For effective protection of web applications, we recommend analyzing their state of security. White-box testing (with access to source code) makes this analysis much more effective, enabling clients to identify and fix vulnerabilities before cyberattackers strike. It should also be emphasized that such analysis must be recurring. Only a systematic approach can minimize the number of vulnerabilities and enable proper allocation of resources.

Our results indicate that high-severity vulnerabilities can be found in both test and production applications. Starting analysis at the earliest stages of web application development reduces fix-related costs and produces better results.

Fixes for 83 percent of vulnerabilities, including the majority of critical vulnerabilities, require that the web application developer make changes to code. Even modest rewriting of a web application can be incredibly expensive. To reduce the risk of disruption to business processes during remediation as new code is being prepared, we advise companies to consider solutions such as a web application firewall (WAF). Only by employing a comprehensive approach to web application security can companies minimize the risk of crippling cyberattacks, save money, and win client trust.

Client snapshot

In 2018, testing was performed of 43 web applications

83%
Percentage of production applications

Materials and methods

This report includes data from comprehensive security assessments of 43 fully functional web applications tested in 2018. Results of penetration testing, automated scanning, and testing of e-banking systems are not included here; this information is reviewed in the relevant reports. The dataset does not include applications whose owners did not consent to use of results for research purposes.

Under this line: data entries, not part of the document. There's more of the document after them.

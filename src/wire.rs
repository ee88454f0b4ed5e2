use std::collections::HashMap;
use std::io::BufRead;
use std::str::FromStr;

use itertools::iproduct;
use tracing::debug;

use crate::coordinate::Coordinate;
use crate::error::{Error, Result};
use crate::instruction::Instruction;
use crate::segment::{LineSegment, PathSegment};

/// Folds instructions into the segments they trace out from `start`.
pub fn line_segments(
    instructions: impl IntoIterator<Item = Instruction>,
    start: Coordinate,
) -> impl Iterator<Item = Result<LineSegment>> {
    instructions
        .into_iter()
        .scan(start, |position, instruction| {
            let start = *position;
            *position = instruction.apply_to(start);
            Some(LineSegment::new(start, *position))
        })
}

/// Tags each segment with the number of steps taken before reaching it.
pub fn path_segments(
    segments: impl IntoIterator<Item = LineSegment>,
) -> impl Iterator<Item = PathSegment> {
    segments.into_iter().scan(0, |offset, segment| {
        let path_segment = PathSegment::new(segment, *offset);
        *offset += segment.length();
        Some(path_segment)
    })
}

pub struct Wire {
    segments: Box<[PathSegment]>,
}

impl FromStr for Wire {
    type Err = Error;

    fn from_str(data: &str) -> Result<Self> {
        let instructions = data
            .trim()
            .split(',')
            .map(Instruction::from_str)
            .collect::<Result<Vec<_>>>()?;

        Wire::from_instructions(instructions)
    }
}

impl Wire {
    pub fn from_instructions(instructions: impl IntoIterator<Item = Instruction>) -> Result<Self> {
        let segments = line_segments(instructions, Coordinate::origin()).collect::<Result<Vec<_>>>()?;

        Ok(Wire {
            segments: path_segments(segments).collect::<Vec<_>>().into_boxed_slice(),
        })
    }

    pub fn read(mut input: impl BufRead, index: usize) -> Result<Self> {
        let mut buffer = String::new();
        if input.read_line(&mut buffer)? == 0 || buffer.trim().is_empty() {
            return Err(Error::MissingWire { index });
        }

        let wire: Wire = buffer.parse()?;
        debug!(index, segments = wire.segments.len(), length = wire.length(), "read wire");
        Ok(wire)
    }

    pub fn segments(&self) -> &[PathSegment] {
        &self.segments
    }

    pub fn length(&self) -> u64 {
        self.segments
            .last()
            .map_or(0, |last| last.offset + last.segment.length())
    }

    /// Every point where the two wires cross, with the fewest combined steps
    /// either wire takes to get there. The shared origin is not a crossing;
    /// any other crossing on a segment's own endpoint is an error.
    pub fn intersections(&self, other: &Wire) -> Result<HashMap<Coordinate, u64>> {
        let mut intersections = HashMap::new();

        for (a, b) in iproduct!(self.segments.iter(), other.segments.iter()) {
            let coordinate = match a.segment.intersection(&b.segment) {
                Some(coordinate) if coordinate == Coordinate::origin() => continue,
                Some(coordinate) => coordinate,
                None => continue,
            };

            let steps = a.steps_to(coordinate)? + b.steps_to(coordinate)?;

            intersections
                .entry(coordinate)
                .and_modify(|existing: &mut u64| {
                    debug!(%coordinate, steps, existing = *existing, "repeated crossing");
                    *existing = (*existing).min(steps);
                })
                .or_insert(steps);
        }

        debug!(count = intersections.len(), "found intersections");
        Ok(intersections)
    }
}

pub fn closest_distance(intersections: &HashMap<Coordinate, u64>) -> Result<u64> {
    intersections
        .keys()
        .map(|coordinate| coordinate.manhattan_distance())
        .min()
        .ok_or(Error::NoIntersection)
}

pub fn fewest_steps(intersections: &HashMap<Coordinate, u64>) -> Result<u64> {
    intersections
        .values()
        .copied()
        .min()
        .ok_or(Error::NoIntersection)
}

#[cfg(test)]
mod test {
    use super::*;

    fn answers(first: &str, second: &str) -> (u64, u64) {
        let first: Wire = first.parse().unwrap();
        let second: Wire = second.parse().unwrap();
        let intersections = first.intersections(&second).unwrap();
        (
            closest_distance(&intersections).unwrap(),
            fewest_steps(&intersections).unwrap(),
        )
    }

    #[test]
    fn example_1() {
        assert_eq!(answers("R8,U5,L5,D3", "U7,R6,D4,L4"), (6, 30));
    }

    #[test]
    fn example_2() {
        assert_eq!(
            answers(
                "R75,D30,R83,U83,L12,D49,R71,U7,L72",
                "U62,R66,U55,R34,D71,R55,D58,R83"
            ),
            (159, 610)
        );
    }

    #[test]
    fn example_3() {
        assert_eq!(
            answers(
                "R98,U47,R26,D63,R33,U87,L62,D20,R33,U53,R51",
                "U98,R91,D20,R16,D67,R40,U7,R15,U6,R7"
            ),
            (135, 410)
        );
    }

    #[test]
    fn intersections() {
        let first: Wire = "R8,U5,L5,D3".parse().unwrap();
        let second: Wire = "U7,R6,D4,L4".parse().unwrap();
        let intersections = first.intersections(&second).unwrap();

        assert_eq!(intersections.len(), 2);
        assert_eq!(intersections[&Coordinate::new(3, 3)], 40);
        assert_eq!(intersections[&Coordinate::new(6, 5)], 30);
        assert!(!intersections.contains_key(&Coordinate::origin()));
    }

    #[test]
    fn repeated_crossing_keeps_fewest_steps() {
        let first: Wire = "R10,U2,L10,D2,R10".parse().unwrap();
        let second: Wire = "U5,R5,D10".parse().unwrap();
        let intersections = first.intersections(&second).unwrap();

        assert_eq!(intersections.len(), 2);
        assert_eq!(intersections[&Coordinate::new(5, 0)], 5 + 15);
        assert_eq!(intersections[&Coordinate::new(5, 2)], 17 + 13);
    }

    #[test]
    fn corner_to_corner_is_an_error() {
        let first: Wire = "R5,U5".parse().unwrap();
        let second: Wire = "D3,R5,U3,R5".parse().unwrap();

        match first.intersections(&second) {
            Err(Error::OutOfRange { coordinate, .. }) => {
                assert_eq!(coordinate, Coordinate::new(5, 0))
            }
            other => panic!("expected an out of range crossing, got {:?}", other),
        }
    }

    #[test]
    fn origin_is_not_a_crossing() {
        let first: Wire = "R5,U5".parse().unwrap();
        let second: Wire = "U3,R8".parse().unwrap();
        let intersections = first.intersections(&second).unwrap();

        assert_eq!(intersections.len(), 1);
        assert_eq!(intersections[&Coordinate::new(5, 3)], 8 + 8);
    }

    #[test]
    fn no_intersection() {
        let first: Wire = "R5,U5".parse().unwrap();
        let second: Wire = "L5,D5".parse().unwrap();
        let intersections = first.intersections(&second).unwrap();

        assert!(intersections.is_empty());
        assert!(matches!(closest_distance(&intersections), Err(Error::NoIntersection)));
        assert!(matches!(fewest_steps(&intersections), Err(Error::NoIntersection)));
    }

    #[test]
    fn path_offsets() {
        let wire: Wire = "R75,D30,R83,U83,L12,D49,R71,U7,L72".parse().unwrap();
        let offsets: Vec<_> = wire.segments().iter().map(|s| s.offset).collect();
        assert_eq!(offsets, vec![0, 75, 105, 188, 271, 283, 332, 403, 410]);

        let last = wire.segments().last().unwrap();
        assert_eq!(last.offset + last.segment.length(), 482);
        assert_eq!(wire.length(), 482);
        assert_eq!(
            wire.segments().iter().map(|s| s.segment.length()).sum::<u64>(),
            wire.length()
        );
    }

    #[test]
    fn segments_chain() {
        let instructions: Vec<Instruction> = vec!["U7".parse().unwrap(), "R6".parse().unwrap()];
        let segments = line_segments(instructions, Coordinate::origin())
            .collect::<Result<Vec<_>>>()
            .unwrap();

        assert_eq!(segments[0].start(), Coordinate::origin());
        assert_eq!(segments[0].end(), Coordinate::new(0, 7));
        assert_eq!(segments[1].start(), segments[0].end());
        assert_eq!(segments[1].end(), Coordinate::new(6, 7));
    }

    #[test]
    fn invalid_input() {
        assert!(matches!("R8,X10".parse::<Wire>(), Err(Error::Parse { .. })));
        assert!(matches!("R8,U0".parse::<Wire>(), Err(Error::InvalidSegment { .. })));
        assert!(matches!("".parse::<Wire>(), Err(Error::Parse { .. })));
    }

    #[test]
    fn read() {
        let input = "R8,U5,L5,D3\nU7,R6,D4,L4\n";
        let mut reader = input.as_bytes();
        let first = Wire::read(&mut reader, 1).unwrap();
        let second = Wire::read(&mut reader, 2).unwrap();
        assert_eq!(first.length(), 21);
        assert_eq!(second.length(), 21);
        assert!(matches!(Wire::read(&mut reader, 3), Err(Error::MissingWire { index: 3 })));
    }
}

The security level of each application was measured using black-, gray-, or white-box methods with the assistance of automated tools. Black-box testing means looking at an application from the perspective of an external attacker who has no prior or inside knowledge of the application. Gray-box testing is similar to black-box testing, except that the attacker is defined as a user who has some privileges in the web application. White-box scanning refers to testing that makes use of all relevant information about the application, including its source code.

Vulnerabilities were classified according to the industry-standard Common Weakness Enumeration (CWE) system. Due to the many types and kinds of vulnerabilities that exist, for reader convenience we have singled out OWASP Top 10–2017 vulnerabilities and analyzed how frequently they occur in the web applications we tested.

The statistics in this report include only code and configuration vulnerabilities. Other widespread security weaknesses, such as failure to install software updates, are not considered here. Our statistics do not include vulnerabilities related to OWASP Top 10– 2017 category A10 (Insufficient Logging & Monitoring), since logging and monitoring practices were out of testing scope. Severity was evaluated based on the Common Vulnerability Scoring System (CVSS v3.0), assigning each vulnerability a rating of Low, Medium, or High (including critical).